[ubuntu-x] Automatic GPU lockup bug reports

Wed Mar 17 10:16:06 GMT 2010

A little incremental update on the apport GPU lockup reports...

On how GPU reset works:

I have looked a little on the code, and the first thing that pops out
is that only chipsets above i965 and GM45 are being reset. i945, G33,
and below are not reset. This resonates well with what I see in the
bug reports. On the chipsets where the GPU is not reset, the attached
IntelGpuDump.txt is compatible with the (limited) information in
i915_error_state. For the bug reports where I have got a manual dump
of i915_error_state with drm-intel-next kernel which dumps all
relevant information there, the information is compatible with
IntelGpuDump.txt, although more complete (i.e. includes all the
relevant buffers, IntelGpuDump.txt often lacks some important ones).
On chipsets where the GPU is reset, IntelGpuDump.txt is a dump of a
freshly initialized GPU. The best sign is that the HEAD is right in
the beginning of the ringbuffer, i.e. it just got started.

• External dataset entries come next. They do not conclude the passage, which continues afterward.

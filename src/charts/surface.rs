//! Chart Surface Module
//! The rendering abstraction every output (window, bitmap, in-memory chart)
//! implements, plus the in-memory `Chart` model they all share.

use crate::data::Domain;
use std::sync::Arc;
use thiserror::Error;

/// Fraction of each axis covered by the legend box when scoring corners.
const LEGEND_EXTENT: f64 = 0.3;

#[derive(Error, Debug, Clone, PartialEq)]
pub enum ChartError {
    #[error("Curve '{label}' has {values} values for a domain of {domain} points")]
    LengthMismatch {
        label: String,
        values: usize,
        domain: usize,
    },
    #[error("Curve '{0}' does not share the chart's domain")]
    DomainMismatch(String),
}

/// Chart corner a legend can be anchored to.
#[derive(Debug, Clone, Copy, PartialEq, Eq)]
pub enum Corner {
    UpperRight,
    UpperLeft,
    LowerLeft,
    LowerRight,
}

impl Corner {
    /// Order in which corners are tried by `LegendPlacement::Best`.
    pub const SEARCH_ORDER: [Corner; 4] = [
        Corner::UpperRight,
        Corner::UpperLeft,
        Corner::LowerLeft,
        Corner::LowerRight,
    ];

    /// Whether a point with normalised coordinates `(u, v)` lies under a
    /// legend anchored at this corner.
    fn covers(self, u: f64, v: f64) -> bool {
        let right = u >= 1.0 - LEGEND_EXTENT;
        let left = u <= LEGEND_EXTENT;
        let top = v >= 1.0 - LEGEND_EXTENT;
        let bottom = v <= LEGEND_EXTENT;
        match self {
            Corner::UpperRight => right && top,
            Corner::UpperLeft => left && top,
            Corner::LowerLeft => left && bottom,
            Corner::LowerRight => right && bottom,
        }
    }
}

/// Where the legend goes.
#[derive(Debug, Clone, Copy, PartialEq, Eq, Default)]
pub enum LegendPlacement {
    /// Corner overlapping the fewest plotted points.
    #[default]
    Best,
    Corner(Corner),
}

/// One labelled series on a chart.
#[derive(Debug, Clone)]
pub struct Series {
    pub label: String,
    pub values: Vec<Option<f64>>,
}

/// Output target for a chart: a window, a bitmap, or plain memory.
///
/// Curves and legend are collected first; `display` consumes the surface,
/// so nothing can be added once the chart has been shown.
pub trait ChartSurface {
    type Output;
    type Error: From<ChartError>;

    fn add_curve(
        &mut self,
        domain: &Arc<Domain>,
        values: &[Option<f64>],
        label: &str,
    ) -> Result<(), ChartError>;

    fn show_legend(&mut self, placement: LegendPlacement);

    fn display(self) -> Result<Self::Output, Self::Error>;
}

/// Ordered curves on one set of axes plus an optional legend.
#[derive(Debug, Clone, Default)]
pub struct Chart {
    domain: Option<Arc<Domain>>,
    series: Vec<Series>,
    legend: Option<LegendPlacement>,
}

impl Chart {
    pub fn new() -> Self {
        Self::default()
    }

    pub fn domain(&self) -> Option<&Arc<Domain>> {
        self.domain.as_ref()
    }

    pub fn series(&self) -> &[Series] {
        &self.series
    }

    pub fn labels(&self) -> Vec<&str> {
        self.series.iter().map(|s| s.label.as_str()).collect()
    }

    pub fn legend(&self) -> Option<LegendPlacement> {
        self.legend
    }

    /// Defined (x, y) points of one series, in domain order.
    pub fn points<'a>(&'a self, series: &'a Series) -> impl Iterator<Item = (f64, f64)> + 'a {
        self.domain
            .iter()
            .flat_map(|d| d.x_values())
            .zip(series.values.iter())
            .filter_map(|(x, y)| y.map(|y| (x, y)))
    }

    /// Runs of consecutive defined points of one series.
    ///
    /// A gap (`None`) ends the current run, so a renderer drawing each run as
    /// its own polyline never bridges an undefined value.
    pub fn segments(&self, series: &Series) -> Vec<Vec<(f64, f64)>> {
        let mut segments = Vec::new();
        let mut current = Vec::new();
        let xs = self.domain.iter().flat_map(|d| d.x_values());

        for (x, y) in xs.zip(series.values.iter()) {
            match y {
                Some(y) => current.push((x, *y)),
                None if !current.is_empty() => segments.push(std::mem::take(&mut current)),
                None => {}
            }
        }
        if !current.is_empty() {
            segments.push(current);
        }
        segments
    }

    /// Bounds of all defined points as `(x_min, x_max, y_min, y_max)`.
    pub fn bounds(&self) -> Option<(f64, f64, f64, f64)> {
        let mut bounds: Option<(f64, f64, f64, f64)> = None;
        for series in &self.series {
            for (x, y) in self.points(series) {
                bounds = Some(match bounds {
                    None => (x, x, y, y),
                    Some((x0, x1, y0, y1)) => (x0.min(x), x1.max(x), y0.min(y), y1.max(y)),
                });
            }
        }
        bounds
    }

    /// Resolve the requested legend placement to a concrete corner.
    pub fn legend_corner(&self) -> Option<Corner> {
        self.legend.map(|placement| match placement {
            LegendPlacement::Corner(corner) => corner,
            LegendPlacement::Best => self.best_corner(),
        })
    }

    /// Corner whose legend box covers the fewest points, first in
    /// `Corner::SEARCH_ORDER` on ties.
    pub fn best_corner(&self) -> Corner {
        let Some((x0, x1, y0, y1)) = self.bounds() else {
            return Corner::UpperRight;
        };
        let normalise = |value: f64, lo: f64, hi: f64| {
            if hi > lo {
                (value - lo) / (hi - lo)
            } else {
                0.5
            }
        };

        let mut counts = [0usize; 4];
        for series in &self.series {
            for (x, y) in self.points(series) {
                let (u, v) = (normalise(x, x0, x1), normalise(y, y0, y1));
                for (count, corner) in counts.iter_mut().zip(Corner::SEARCH_ORDER) {
                    if corner.covers(u, v) {
                        *count += 1;
                    }
                }
            }
        }

        // min_by_key returns the first minimum, which keeps the search order
        Corner::SEARCH_ORDER
            .into_iter()
            .zip(counts)
            .min_by_key(|&(_, count)| count)
            .map(|(corner, _)| corner)
            .unwrap_or(Corner::UpperRight)
    }
}

impl ChartSurface for Chart {
    type Output = Chart;
    type Error = ChartError;

    fn add_curve(
        &mut self,
        domain: &Arc<Domain>,
        values: &[Option<f64>],
        label: &str,
    ) -> Result<(), ChartError> {
        if values.len() != domain.len() {
            return Err(ChartError::LengthMismatch {
                label: label.to_string(),
                values: values.len(),
                domain: domain.len(),
            });
        }

        match &self.domain {
            Some(existing) if !Arc::ptr_eq(existing, domain) && **existing != **domain => {
                return Err(ChartError::DomainMismatch(label.to_string()));
            }
            Some(_) => {}
            None => self.domain = Some(Arc::clone(domain)),
        }

        // Non-finite values become gaps so renderers only see real numbers
        let values = values
            .iter()
            .map(|v| v.filter(|v| v.is_finite()))
            .collect();

        self.series.push(Series {
            label: label.to_string(),
            values,
        });
        Ok(())
    }

    fn show_legend(&mut self, placement: LegendPlacement) {
        self.legend = Some(placement);
    }

    fn display(self) -> Result<Chart, ChartError> {
        Ok(self)
    }
}

#[cfg(test)]
mod tests {
    use super::*;
    use crate::data::{Curve, Domain};

    fn growth_chart() -> Chart {
        let domain = Arc::new(Domain::default());
        let mut chart = Chart::new();
        for curve in Curve::sample_all(Arc::clone(&domain)) {
            chart.add_curve(&domain, &curve.values, curve.label()).unwrap();
        }
        chart.show_legend(LegendPlacement::Best);
        chart
    }

    #[test]
    fn best_legend_avoids_the_steep_curve() {
        let chart = growth_chart();
        assert_eq!(chart.best_corner(), Corner::UpperLeft);
        assert_eq!(chart.legend_corner(), Some(Corner::UpperLeft));
    }

    #[test]
    fn explicit_corner_is_kept() {
        let mut chart = growth_chart();
        chart.show_legend(LegendPlacement::Corner(Corner::LowerRight));
        assert_eq!(chart.legend_corner(), Some(Corner::LowerRight));
    }

    #[test]
    fn empty_chart_defaults_to_upper_right() {
        let chart = Chart::new();
        assert_eq!(chart.bounds(), None);
        assert_eq!(chart.best_corner(), Corner::UpperRight);
        assert_eq!(chart.legend_corner(), None);
    }

    #[test]
    fn rejects_values_not_matching_domain_length() {
        let domain = Arc::new(Domain::new(3));
        let mut chart = Chart::new();
        let err = chart.add_curve(&domain, &[Some(1.0)], "short").unwrap_err();
        assert_eq!(
            err,
            ChartError::LengthMismatch {
                label: "short".to_string(),
                values: 1,
                domain: 3
            }
        );
    }

    #[test]
    fn rejects_a_second_domain() {
        let mut chart = Chart::new();
        let a = Arc::new(Domain::new(2));
        let b = Arc::new(Domain::new(3));
        chart.add_curve(&a, &[Some(0.0), Some(1.0)], "a").unwrap();
        let err = chart
            .add_curve(&b, &[Some(0.0), Some(1.0), Some(2.0)], "b")
            .unwrap_err();
        assert_eq!(err, ChartError::DomainMismatch("b".to_string()));

        // An equal domain in a different allocation is still the same domain
        let a2 = Arc::new(Domain::new(2));
        assert!(chart.add_curve(&a2, &[Some(2.0), Some(3.0)], "a2").is_ok());
    }

    #[test]
    fn non_finite_values_become_gaps() {
        let domain = Arc::new(Domain::new(4));
        let mut chart = Chart::new();
        chart
            .add_curve(
                &domain,
                &[Some(f64::NEG_INFINITY), Some(1.0), Some(f64::NAN), Some(3.0)],
                "raw",
            )
            .unwrap();

        let series = &chart.series()[0];
        assert_eq!(series.values, vec![None, Some(1.0), None, Some(3.0)]);
        assert_eq!(
            chart.segments(series),
            vec![vec![(1.0, 1.0)], vec![(3.0, 3.0)]]
        );
    }

    #[test]
    fn leading_gap_is_not_a_segment() {
        let chart = growth_chart();
        let log2 = &chart.series()[1];
        let segments = chart.segments(log2);
        assert_eq!(segments.len(), 1);
        assert_eq!(segments[0].len(), 99);
        assert_eq!(segments[0][0], (1.0, 0.0));
    }
}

The other
sign is that ACTHD and IPEHR are different from the ones recorded in
i915_error_state. With drm.debug=0x02 as kernel parameter, we can also
see that the GPU is being reset in dmesg output (see [1] for an
example from LP # 516909). The code that triggers the reset is
i915_error_work_func in drivers/gpu/drm/i915/i915_irq.c [2]. The
actual reset happens in 965_reset in i915_drv.c [3].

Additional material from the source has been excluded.